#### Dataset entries
.....
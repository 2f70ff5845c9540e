//! Bulk join resolver.
//!
//! Enriches candidates with descriptions, zones, and restrictions using one
//! batched lookup per attribute kind, however many candidates there are.
//! Descriptions and segment zones do not depend on each other and are
//! fetched concurrently; restrictions need the resolved zones and follow.
//!
//! Join failures are not fatal: the affected attribute keeps its default
//! and a warning is logged.

use std::collections::{BTreeMap, BTreeSet};
use std::future::Future;
use std::sync::Arc;
use std::time::Duration;

use parking_finder_parking_models::{Candidate, NO_DESCRIPTION, ZoneNumber};
use parking_finder_source::{AttributeSource, SourceError};
use strum_macros::{AsRefStr, Display};

use crate::bounded;

/// The attribute kinds the resolver looks up.
#[derive(Debug, Clone, Copy, PartialEq, Eq, Display, AsRefStr)]
#[strum(serialize_all = "snake_case")]
pub enum AttributeKind {
    /// Bay id → description.
    Description,
    /// Segment id → zone numbers.
    SegmentZones,
    /// Zone number → restriction records.
    Restrictions,
}

/// Batched attribute enrichment over an [`AttributeSource`].
#[derive(Clone)]
pub struct BulkJoinResolver {
    source: Arc<dyn AttributeSource>,
    timeout: Duration,
}

impl BulkJoinResolver {
    /// Wraps `source`; each lookup is abandoned after `timeout`.
    #[must_use]
    pub fn new(source: Arc<dyn AttributeSource>, timeout: Duration) -> Self {
        Self { source, timeout }
    }

    /// Fills in missing attributes, keeping candidate order.
    ///
    /// Only attributes that are still at their defaults are looked up, so
    /// candidates from a pre-joined store pass through without any calls.
    /// A segment linked to several zones resolves to the smallest one.
    pub async fn enrich(&self, mut candidates: Vec<Candidate>) -> Vec<Candidate> {
        let bay_ids: BTreeSet<_> = candidates
            .iter()
            .filter(|c| c.description == NO_DESCRIPTION)
            .filter_map(|c| c.bay_id.clone())
            .collect();
        let segments: BTreeSet<_> = candidates
            .iter()
            .filter(|c| c.zone_number.is_none())
            .filter_map(|c| c.segment_id)
            .collect();

        let (descriptions, segment_zones) = tokio::join!(
            self.lookup(AttributeKind::Description, &bay_ids, || {
                self.source.descriptions(&bay_ids)
            }),
            self.lookup(AttributeKind::SegmentZones, &segments, || {
                self.source.segment_zones(&segments)
            }),
        );

        for candidate in &mut candidates {
            if let Some(description) = candidate
                .bay_id
                .as_ref()
                .and_then(|id| descriptions.get(id))
            {
                candidate.description.clone_from(description);
            }
            if candidate.zone_number.is_none() {
                candidate.zone_number = candidate
                    .segment_id
                    .and_then(|segment| segment_zones.get(&segment))
                    .and_then(|zones| smallest_zone(zones));
            }
        }

        let zones: BTreeSet<ZoneNumber> = candidates
            .iter()
            .filter(|c| c.restrictions.is_empty())
            .filter_map(|c| c.zone_number)
            .collect();
        let restrictions = self
            .lookup(AttributeKind::Restrictions, &zones, || {
                self.source.restrictions(&zones)
            })
            .await;

        for candidate in &mut candidates {
            if candidate.restrictions.is_empty()
                && let Some(found) = candidate.zone_number.and_then(|z| restrictions.get(&z))
            {
                candidate.restrictions.clone_from(found);
            }
        }

        candidates
    }

    /// Runs one batched lookup. Empty key sets issue no call; failures
    /// degrade to an empty map; keys that were not requested are dropped.
    async fn lookup<K, V, F, Fut>(
        &self,
        kind: AttributeKind,
        keys: &BTreeSet<K>,
        call: F,
    ) -> BTreeMap<K, V>
    where
        K: Ord,
        F: FnOnce() -> Fut,
        Fut: Future<Output = Result<BTreeMap<K, V>, SourceError>>,
    {
        if keys.is_empty() {
            return BTreeMap::new();
        }

        let name = self.source.name();
        match bounded(name, self.timeout, log::Level::Debug, call()).await {
            Ok(mut found) => {
                let before = found.len();
                found.retain(|key, _| keys.contains(key));
                if found.len() < before {
                    log::warn!(
                        "{name}: discarded {} unrequested {kind} entries",
                        before - found.len()
                    );
                }
                log::debug!(
                    "{name}: resolved {} of {} {kind} keys",
                    found.len(),
                    keys.len()
                );
                found
            }
            Err(e) => {
                log::warn!(
                    "{name}: {kind} lookup for {} keys failed, using defaults: {e}",
                    keys.len()
                );
                BTreeMap::new()
            }
        }
    }
}

/// The zone a multi-zone segment resolves to.
fn smallest_zone(zones: &[ZoneNumber]) -> Option<ZoneNumber> {
    zones.iter().copied().min()
}

#[cfg(test)]
mod tests {
    use std::sync::atomic::{AtomicUsize, Ordering};

    use async_trait::async_trait;
    use parking_finder_parking_models::{BayId, Point, Restriction, SegmentId};
    use serde_json::json;

    use super::*;

    #[derive(Default)]
    struct Counting {
        description_calls: AtomicUsize,
        segment_calls: AtomicUsize,
        restriction_calls: AtomicUsize,
        fail_restrictions: bool,
    }

    #[async_trait]
    impl AttributeSource for Counting {
        fn name(&self) -> &str {
            "counting"
        }

        async fn descriptions(
            &self,
            bays: &BTreeSet<BayId>,
        ) -> Result<BTreeMap<BayId, String>, SourceError> {
            self.description_calls.fetch_add(1, Ordering::SeqCst);
            let mut map: BTreeMap<BayId, String> = bays
                .iter()
                .filter(|id| id.as_str() != "unknown")
                .map(|id| (id.clone(), format!("Bay {id}")))
                .collect();
            // Sources occasionally return rows nobody asked for.
            map.insert(BayId::new("stray").unwrap(), "Stray".to_string());
            Ok(map)
        }

        async fn segment_zones(
            &self,
            segments: &BTreeSet<SegmentId>,
        ) -> Result<BTreeMap<SegmentId, Vec<ZoneNumber>>, SourceError> {
            self.segment_calls.fetch_add(1, Ordering::SeqCst);
            Ok(segments
                .iter()
                .filter(|s| **s != 0)
                .map(|s| (*s, vec![7551, 7550]))
                .collect())
        }

        async fn restrictions(
            &self,
            zones: &BTreeSet<ZoneNumber>,
        ) -> Result<BTreeMap<ZoneNumber, Vec<Restriction>>, SourceError> {
            self.restriction_calls.fetch_add(1, Ordering::SeqCst);
            if self.fail_restrictions {
                return Err(SourceError::Upstream {
                    message: "HTTP 503".to_string(),
                });
            }
            Ok(zones
                .iter()
                .map(|z| {
                    let plate = Restriction::from_json(json!({"zone": z, "display": "2P"}));
                    (*z, plate.into_iter().collect())
                })
                .collect())
        }
    }

    fn bare(id: &str, segment: SegmentId) -> Candidate {
        Candidate {
            bay_id: BayId::new(id),
            segment_id: Some(segment),
            ..Candidate::at(Point::new(-37.81, 144.96).unwrap())
        }
    }

    fn resolver(source: &Arc<Counting>) -> BulkJoinResolver {
        BulkJoinResolver::new(source.clone(), Duration::from_secs(1))
    }

    #[tokio::test]
    async fn one_call_per_kind_and_order_kept() {
        let source = Arc::new(Counting::default());
        let candidates = vec![
            bare("b", 20186),
            bare("a", 20186),
            bare("b", 20187),
            bare("unknown", 0),
        ];

        let enriched = resolver(&source).enrich(candidates).await;

        assert_eq!(source.description_calls.load(Ordering::SeqCst), 1);
        assert_eq!(source.segment_calls.load(Ordering::SeqCst), 1);
        assert_eq!(source.restriction_calls.load(Ordering::SeqCst), 1);

        let ids: Vec<&str> = enriched
            .iter()
            .map(|c| c.bay_id.as_ref().unwrap().as_str())
            .collect();
        assert_eq!(ids, ["b", "a", "b", "unknown"]);
        assert_eq!(enriched[0].description, "Bay b");
        assert_eq!(enriched[0].zone_number, Some(7550));
        assert_eq!(enriched[0].restrictions.len(), 1);
    }

    #[tokio::test]
    async fn unmatched_candidates_keep_defaults() {
        let source = Arc::new(Counting::default());
        let enriched = resolver(&source).enrich(vec![bare("unknown", 0)]).await;

        assert_eq!(enriched[0].description, NO_DESCRIPTION);
        assert!(enriched[0].zone_number.is_none());
        assert!(enriched[0].restrictions.is_empty());
        // No zone resolved, so no restriction lookup.
        assert_eq!(source.restriction_calls.load(Ordering::SeqCst), 0);
    }

    #[tokio::test]
    async fn empty_input_issues_no_calls() {
        let source = Arc::new(Counting::default());
        assert!(resolver(&source).enrich(Vec::new()).await.is_empty());
        assert_eq!(source.description_calls.load(Ordering::SeqCst), 0);
        assert_eq!(source.segment_calls.load(Ordering::SeqCst), 0);
        assert_eq!(source.restriction_calls.load(Ordering::SeqCst), 0);
    }

    #[tokio::test]
    async fn prejoined_candidates_skip_lookups() {
        let source = Arc::new(Counting::default());
        let prejoined = Candidate {
            description: "Already known".to_string(),
            zone_number: Some(1),
            restrictions: Restriction::from_json(json!({"display": "1P"}))
                .into_iter()
                .collect(),
            ..bare("a", 20186)
        };

        let enriched = resolver(&source).enrich(vec![prejoined.clone()]).await;
        assert_eq!(enriched, vec![prejoined]);
        assert_eq!(source.description_calls.load(Ordering::SeqCst), 0);
        assert_eq!(source.segment_calls.load(Ordering::SeqCst), 0);
        assert_eq!(source.restriction_calls.load(Ordering::SeqCst), 0);
    }

    #[tokio::test]
    async fn failed_lookup_degrades_to_defaults() {
        let source = Arc::new(Counting {
            fail_restrictions: true,
            ..Counting::default()
        });
        let enriched = resolver(&source).enrich(vec![bare("a", 20186)]).await;

        assert_eq!(enriched[0].description, "Bay a");
        assert_eq!(enriched[0].zone_number, Some(7550));
        assert!(enriched[0].restrictions.is_empty());
    }

    #[test]
    fn multi_zone_segment_picks_smallest() {
        assert_eq!(smallest_zone(&[7551, 7549, 7550]), Some(7549));
        assert_eq!(smallest_zone(&[]), None);
    }
}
.....
#### INSTRUCTIONS TO FOLLOW
Please return all lines above in which the string "AttributeSource" is found.

#### OUTPUT OF THE EXERCISE
use parking_finder_source::{AttributeSource, SourceError};
/// Batched attribute enrichment over an [`AttributeSource`].
    source: Arc<dyn AttributeSource>,
    pub fn new(source: Arc<dyn AttributeSource>, timeout: Duration) -> Self {
    impl AttributeSource for Counting {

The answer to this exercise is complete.